Material to process:
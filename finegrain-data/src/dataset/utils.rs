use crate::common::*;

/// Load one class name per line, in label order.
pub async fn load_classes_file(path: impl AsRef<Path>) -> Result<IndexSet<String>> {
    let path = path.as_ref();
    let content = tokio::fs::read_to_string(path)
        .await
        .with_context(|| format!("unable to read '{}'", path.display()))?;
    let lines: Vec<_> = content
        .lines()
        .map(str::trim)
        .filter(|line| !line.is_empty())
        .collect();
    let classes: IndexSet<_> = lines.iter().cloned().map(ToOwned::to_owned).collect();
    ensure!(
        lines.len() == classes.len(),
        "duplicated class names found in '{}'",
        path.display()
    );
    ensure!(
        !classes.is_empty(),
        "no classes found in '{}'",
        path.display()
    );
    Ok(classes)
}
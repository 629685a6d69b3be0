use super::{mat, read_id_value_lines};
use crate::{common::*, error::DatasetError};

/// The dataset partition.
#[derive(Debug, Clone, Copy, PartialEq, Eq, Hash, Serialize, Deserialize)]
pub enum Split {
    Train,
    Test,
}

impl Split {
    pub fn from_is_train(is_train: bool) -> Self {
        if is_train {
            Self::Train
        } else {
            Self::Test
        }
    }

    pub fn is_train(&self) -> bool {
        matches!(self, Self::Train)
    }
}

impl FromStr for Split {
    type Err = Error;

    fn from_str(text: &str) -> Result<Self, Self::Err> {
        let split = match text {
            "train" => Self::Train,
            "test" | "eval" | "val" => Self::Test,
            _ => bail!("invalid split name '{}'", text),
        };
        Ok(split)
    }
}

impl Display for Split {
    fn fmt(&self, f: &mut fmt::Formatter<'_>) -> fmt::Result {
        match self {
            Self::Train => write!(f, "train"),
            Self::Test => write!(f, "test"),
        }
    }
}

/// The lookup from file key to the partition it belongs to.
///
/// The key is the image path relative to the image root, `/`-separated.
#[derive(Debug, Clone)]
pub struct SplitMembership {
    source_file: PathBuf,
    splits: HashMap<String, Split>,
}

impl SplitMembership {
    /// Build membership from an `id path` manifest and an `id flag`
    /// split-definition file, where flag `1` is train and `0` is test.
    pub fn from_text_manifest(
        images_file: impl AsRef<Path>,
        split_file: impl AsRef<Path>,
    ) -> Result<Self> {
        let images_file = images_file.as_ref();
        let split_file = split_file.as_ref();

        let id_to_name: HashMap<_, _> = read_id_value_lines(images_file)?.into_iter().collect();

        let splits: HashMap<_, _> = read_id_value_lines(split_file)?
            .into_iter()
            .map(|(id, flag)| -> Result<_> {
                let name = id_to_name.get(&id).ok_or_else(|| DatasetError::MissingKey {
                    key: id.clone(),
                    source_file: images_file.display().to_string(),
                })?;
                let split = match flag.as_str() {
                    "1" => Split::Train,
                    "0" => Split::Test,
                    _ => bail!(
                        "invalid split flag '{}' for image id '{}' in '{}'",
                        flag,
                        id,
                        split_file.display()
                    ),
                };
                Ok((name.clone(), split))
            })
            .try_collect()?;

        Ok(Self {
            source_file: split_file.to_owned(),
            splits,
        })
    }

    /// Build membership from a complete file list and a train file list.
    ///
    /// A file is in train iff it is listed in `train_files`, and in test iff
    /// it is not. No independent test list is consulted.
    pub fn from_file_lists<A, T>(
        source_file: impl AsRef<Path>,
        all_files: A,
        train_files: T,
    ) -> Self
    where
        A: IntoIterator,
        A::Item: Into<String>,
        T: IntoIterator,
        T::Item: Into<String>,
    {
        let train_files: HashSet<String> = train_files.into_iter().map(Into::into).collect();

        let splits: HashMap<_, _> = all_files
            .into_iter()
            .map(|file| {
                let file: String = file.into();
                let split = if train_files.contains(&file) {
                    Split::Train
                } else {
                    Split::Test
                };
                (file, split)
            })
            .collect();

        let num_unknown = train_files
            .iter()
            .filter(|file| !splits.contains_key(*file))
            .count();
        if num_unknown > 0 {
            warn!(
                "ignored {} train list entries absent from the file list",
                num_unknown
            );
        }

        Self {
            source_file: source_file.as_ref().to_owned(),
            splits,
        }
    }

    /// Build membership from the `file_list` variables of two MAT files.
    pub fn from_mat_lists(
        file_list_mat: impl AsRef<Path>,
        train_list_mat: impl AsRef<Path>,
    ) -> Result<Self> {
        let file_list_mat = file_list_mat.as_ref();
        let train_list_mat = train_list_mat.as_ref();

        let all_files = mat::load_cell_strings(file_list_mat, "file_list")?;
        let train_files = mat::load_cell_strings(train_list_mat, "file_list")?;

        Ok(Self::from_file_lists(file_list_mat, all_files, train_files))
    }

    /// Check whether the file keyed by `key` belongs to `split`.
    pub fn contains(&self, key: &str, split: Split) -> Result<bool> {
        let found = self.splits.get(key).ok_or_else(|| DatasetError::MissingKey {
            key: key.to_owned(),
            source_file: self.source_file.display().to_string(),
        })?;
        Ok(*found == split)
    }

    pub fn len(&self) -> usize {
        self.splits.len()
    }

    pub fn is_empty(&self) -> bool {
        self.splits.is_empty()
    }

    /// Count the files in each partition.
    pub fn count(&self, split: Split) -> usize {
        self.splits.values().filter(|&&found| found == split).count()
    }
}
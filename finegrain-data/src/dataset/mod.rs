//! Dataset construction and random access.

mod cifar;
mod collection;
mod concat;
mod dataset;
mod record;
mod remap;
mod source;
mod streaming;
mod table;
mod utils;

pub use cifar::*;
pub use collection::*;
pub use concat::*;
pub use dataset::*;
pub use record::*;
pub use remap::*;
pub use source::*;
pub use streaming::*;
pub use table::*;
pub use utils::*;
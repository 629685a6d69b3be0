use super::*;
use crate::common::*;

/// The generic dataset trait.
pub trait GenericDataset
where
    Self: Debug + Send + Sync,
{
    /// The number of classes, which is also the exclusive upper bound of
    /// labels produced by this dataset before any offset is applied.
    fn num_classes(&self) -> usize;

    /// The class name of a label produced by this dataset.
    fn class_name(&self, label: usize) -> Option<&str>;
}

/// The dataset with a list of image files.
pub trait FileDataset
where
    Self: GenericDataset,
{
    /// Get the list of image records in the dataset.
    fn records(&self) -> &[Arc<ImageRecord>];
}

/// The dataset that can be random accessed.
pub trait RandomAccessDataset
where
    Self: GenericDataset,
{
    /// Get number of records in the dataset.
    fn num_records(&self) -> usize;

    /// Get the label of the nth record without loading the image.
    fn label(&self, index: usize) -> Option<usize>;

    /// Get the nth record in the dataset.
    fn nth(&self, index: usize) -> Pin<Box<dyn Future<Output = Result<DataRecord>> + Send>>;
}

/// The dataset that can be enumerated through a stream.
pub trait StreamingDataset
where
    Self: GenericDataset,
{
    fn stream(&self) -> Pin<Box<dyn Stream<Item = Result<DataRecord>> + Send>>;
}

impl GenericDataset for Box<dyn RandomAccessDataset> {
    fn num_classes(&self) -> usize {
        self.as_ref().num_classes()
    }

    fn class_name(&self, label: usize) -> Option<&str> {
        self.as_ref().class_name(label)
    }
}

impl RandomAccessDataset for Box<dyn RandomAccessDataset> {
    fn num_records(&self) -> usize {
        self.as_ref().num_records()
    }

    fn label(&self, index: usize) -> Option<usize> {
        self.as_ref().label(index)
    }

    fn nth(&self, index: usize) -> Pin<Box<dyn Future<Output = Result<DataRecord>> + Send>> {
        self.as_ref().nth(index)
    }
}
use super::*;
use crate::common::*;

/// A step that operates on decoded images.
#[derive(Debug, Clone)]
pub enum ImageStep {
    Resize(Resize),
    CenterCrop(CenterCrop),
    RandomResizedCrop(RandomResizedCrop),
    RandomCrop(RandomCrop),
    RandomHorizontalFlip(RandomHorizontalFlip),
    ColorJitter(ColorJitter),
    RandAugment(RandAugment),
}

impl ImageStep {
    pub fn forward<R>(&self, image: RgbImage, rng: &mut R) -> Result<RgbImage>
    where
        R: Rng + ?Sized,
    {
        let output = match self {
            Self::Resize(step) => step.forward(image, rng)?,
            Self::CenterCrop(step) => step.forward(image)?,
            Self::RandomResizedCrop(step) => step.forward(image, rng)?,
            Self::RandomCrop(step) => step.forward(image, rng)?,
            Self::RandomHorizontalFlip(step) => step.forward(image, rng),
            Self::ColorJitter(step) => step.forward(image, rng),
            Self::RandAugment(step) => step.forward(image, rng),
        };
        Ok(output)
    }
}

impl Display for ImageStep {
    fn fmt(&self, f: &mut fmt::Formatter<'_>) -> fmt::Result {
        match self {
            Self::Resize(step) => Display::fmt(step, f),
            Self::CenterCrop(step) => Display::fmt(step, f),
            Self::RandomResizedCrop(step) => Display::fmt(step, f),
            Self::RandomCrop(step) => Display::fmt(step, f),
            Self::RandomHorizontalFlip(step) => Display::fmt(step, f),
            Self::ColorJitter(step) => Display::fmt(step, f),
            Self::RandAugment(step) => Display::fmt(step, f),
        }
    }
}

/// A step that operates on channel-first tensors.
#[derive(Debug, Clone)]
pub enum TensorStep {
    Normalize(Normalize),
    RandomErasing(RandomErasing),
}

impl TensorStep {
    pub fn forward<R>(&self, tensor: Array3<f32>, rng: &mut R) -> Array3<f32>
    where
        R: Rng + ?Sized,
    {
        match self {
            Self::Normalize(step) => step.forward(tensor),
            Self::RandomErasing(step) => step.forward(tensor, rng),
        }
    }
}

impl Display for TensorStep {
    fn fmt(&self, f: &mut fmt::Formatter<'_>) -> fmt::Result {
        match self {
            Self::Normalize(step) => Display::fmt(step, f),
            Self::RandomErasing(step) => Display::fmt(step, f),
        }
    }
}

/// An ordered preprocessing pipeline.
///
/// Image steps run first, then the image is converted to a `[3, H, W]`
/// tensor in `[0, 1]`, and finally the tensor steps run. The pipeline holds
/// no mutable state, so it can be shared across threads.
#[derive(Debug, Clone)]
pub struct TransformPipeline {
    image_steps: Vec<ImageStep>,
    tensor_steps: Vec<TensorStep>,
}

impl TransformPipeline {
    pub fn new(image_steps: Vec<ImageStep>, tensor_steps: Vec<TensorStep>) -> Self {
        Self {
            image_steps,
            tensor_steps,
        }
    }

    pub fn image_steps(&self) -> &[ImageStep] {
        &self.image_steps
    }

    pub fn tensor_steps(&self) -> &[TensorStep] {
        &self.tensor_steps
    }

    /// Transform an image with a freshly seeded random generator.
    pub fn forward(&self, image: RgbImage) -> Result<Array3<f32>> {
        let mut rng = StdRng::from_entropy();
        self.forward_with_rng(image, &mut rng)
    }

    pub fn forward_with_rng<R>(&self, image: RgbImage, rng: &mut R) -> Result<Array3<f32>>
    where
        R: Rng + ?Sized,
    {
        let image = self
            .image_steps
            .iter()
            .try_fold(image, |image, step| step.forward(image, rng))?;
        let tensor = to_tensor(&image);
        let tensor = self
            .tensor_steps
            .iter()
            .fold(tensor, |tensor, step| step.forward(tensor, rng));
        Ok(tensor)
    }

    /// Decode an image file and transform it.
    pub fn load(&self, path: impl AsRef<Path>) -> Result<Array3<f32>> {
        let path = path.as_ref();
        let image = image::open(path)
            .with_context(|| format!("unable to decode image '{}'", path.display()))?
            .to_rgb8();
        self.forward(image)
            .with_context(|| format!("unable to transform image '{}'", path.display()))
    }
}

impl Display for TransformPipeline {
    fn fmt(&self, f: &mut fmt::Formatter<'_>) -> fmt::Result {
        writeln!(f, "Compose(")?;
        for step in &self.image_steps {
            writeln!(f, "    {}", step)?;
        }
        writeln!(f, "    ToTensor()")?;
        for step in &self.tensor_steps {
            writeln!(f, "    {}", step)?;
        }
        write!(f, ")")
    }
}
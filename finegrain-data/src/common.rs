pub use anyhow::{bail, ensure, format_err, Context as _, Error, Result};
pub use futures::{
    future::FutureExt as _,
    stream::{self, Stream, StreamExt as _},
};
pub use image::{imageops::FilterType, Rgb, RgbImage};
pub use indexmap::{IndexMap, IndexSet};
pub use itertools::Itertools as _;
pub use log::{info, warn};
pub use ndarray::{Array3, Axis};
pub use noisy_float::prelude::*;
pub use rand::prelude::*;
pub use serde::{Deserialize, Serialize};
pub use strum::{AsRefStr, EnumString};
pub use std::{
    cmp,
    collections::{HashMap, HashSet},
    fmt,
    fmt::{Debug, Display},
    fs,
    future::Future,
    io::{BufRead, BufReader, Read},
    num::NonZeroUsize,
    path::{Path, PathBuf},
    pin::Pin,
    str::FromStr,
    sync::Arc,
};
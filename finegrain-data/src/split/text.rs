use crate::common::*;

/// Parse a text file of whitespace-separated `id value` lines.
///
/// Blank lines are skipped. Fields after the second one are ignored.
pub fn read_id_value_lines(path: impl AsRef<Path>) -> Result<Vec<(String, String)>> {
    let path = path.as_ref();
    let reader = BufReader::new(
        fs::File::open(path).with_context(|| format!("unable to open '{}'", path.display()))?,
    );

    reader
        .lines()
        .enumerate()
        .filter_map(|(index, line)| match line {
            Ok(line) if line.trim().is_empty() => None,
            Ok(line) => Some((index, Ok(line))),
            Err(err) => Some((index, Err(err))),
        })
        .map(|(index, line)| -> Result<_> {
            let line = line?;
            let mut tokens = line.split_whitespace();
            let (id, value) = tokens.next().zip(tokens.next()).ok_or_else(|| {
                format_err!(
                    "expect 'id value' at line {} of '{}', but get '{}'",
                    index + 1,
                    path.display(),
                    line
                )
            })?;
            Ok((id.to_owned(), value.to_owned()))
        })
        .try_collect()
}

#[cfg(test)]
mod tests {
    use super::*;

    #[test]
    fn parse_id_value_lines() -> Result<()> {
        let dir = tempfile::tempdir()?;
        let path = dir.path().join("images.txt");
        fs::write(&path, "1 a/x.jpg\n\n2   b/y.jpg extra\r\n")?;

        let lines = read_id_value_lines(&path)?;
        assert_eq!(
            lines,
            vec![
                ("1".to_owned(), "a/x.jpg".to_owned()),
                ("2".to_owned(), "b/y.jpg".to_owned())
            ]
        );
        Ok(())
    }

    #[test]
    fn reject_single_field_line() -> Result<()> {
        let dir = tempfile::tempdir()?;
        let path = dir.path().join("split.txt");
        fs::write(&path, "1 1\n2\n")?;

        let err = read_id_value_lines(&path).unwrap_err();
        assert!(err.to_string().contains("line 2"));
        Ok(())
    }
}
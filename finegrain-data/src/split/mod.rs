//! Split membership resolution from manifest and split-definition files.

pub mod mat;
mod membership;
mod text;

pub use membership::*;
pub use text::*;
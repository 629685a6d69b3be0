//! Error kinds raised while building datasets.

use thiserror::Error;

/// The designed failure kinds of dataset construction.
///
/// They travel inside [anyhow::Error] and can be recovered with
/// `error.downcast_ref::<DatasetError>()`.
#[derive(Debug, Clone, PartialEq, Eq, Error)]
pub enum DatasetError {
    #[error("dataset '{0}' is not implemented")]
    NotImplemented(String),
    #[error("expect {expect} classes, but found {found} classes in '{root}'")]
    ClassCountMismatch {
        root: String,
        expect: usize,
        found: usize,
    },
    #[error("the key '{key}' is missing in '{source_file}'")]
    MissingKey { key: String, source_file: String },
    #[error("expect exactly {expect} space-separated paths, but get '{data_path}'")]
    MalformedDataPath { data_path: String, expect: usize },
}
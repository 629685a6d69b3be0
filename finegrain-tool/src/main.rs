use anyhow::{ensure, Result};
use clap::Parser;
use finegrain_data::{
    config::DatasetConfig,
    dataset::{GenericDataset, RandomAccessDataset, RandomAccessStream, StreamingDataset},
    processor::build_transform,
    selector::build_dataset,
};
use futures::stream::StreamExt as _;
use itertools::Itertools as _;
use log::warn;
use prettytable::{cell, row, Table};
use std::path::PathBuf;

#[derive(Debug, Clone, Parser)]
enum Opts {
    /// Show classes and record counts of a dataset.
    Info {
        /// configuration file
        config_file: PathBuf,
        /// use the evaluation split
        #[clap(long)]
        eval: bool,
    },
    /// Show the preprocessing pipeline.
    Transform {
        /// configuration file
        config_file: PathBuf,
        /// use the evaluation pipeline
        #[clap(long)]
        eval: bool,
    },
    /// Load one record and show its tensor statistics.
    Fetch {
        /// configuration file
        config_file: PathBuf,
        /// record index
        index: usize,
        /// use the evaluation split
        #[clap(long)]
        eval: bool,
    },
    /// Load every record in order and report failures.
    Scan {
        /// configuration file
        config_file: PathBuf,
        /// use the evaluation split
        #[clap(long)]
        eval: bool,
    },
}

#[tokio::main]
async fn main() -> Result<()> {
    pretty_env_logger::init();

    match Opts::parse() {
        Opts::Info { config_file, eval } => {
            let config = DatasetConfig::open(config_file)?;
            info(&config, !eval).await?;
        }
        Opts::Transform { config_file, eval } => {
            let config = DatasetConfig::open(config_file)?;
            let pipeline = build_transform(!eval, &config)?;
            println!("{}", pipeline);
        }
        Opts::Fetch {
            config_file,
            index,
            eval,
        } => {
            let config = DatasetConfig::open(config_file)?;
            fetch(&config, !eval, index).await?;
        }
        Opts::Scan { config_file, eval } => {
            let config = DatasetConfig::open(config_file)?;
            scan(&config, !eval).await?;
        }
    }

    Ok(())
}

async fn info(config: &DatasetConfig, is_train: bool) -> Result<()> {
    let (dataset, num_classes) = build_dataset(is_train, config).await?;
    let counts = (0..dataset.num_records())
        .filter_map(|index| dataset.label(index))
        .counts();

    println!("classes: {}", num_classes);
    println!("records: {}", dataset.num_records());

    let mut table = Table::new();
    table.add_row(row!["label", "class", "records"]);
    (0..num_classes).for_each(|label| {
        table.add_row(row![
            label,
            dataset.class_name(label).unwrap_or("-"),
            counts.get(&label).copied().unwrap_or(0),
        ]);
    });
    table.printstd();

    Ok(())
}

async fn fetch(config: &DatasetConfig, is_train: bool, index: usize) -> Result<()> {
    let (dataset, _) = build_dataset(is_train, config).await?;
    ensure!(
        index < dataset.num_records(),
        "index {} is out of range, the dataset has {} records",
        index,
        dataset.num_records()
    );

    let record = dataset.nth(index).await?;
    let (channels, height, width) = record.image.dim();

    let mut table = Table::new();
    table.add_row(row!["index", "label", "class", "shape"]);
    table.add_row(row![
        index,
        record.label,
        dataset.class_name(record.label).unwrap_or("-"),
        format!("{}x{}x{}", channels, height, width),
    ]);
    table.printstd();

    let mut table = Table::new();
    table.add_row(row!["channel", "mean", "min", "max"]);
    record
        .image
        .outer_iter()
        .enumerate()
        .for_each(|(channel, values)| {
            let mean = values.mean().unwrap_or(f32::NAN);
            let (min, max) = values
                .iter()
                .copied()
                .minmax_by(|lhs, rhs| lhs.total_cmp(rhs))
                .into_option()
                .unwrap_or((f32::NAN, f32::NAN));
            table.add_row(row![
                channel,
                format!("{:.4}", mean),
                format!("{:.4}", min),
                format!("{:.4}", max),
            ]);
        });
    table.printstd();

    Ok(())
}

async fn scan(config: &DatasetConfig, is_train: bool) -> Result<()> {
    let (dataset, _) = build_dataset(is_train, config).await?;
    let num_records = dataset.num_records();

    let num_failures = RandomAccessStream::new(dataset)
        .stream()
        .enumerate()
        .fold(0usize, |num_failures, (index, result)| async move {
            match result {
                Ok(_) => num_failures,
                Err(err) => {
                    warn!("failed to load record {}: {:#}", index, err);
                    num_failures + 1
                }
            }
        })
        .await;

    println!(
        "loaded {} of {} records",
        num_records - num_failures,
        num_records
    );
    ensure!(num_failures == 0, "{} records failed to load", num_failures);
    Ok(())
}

Required action: Search the material above for the word "definition", then copy each line that holds it.

Written reply:
    /// split-definition file, where flag `1` is train and `0` is test.
//! Split membership resolution from manifest and split-definition files.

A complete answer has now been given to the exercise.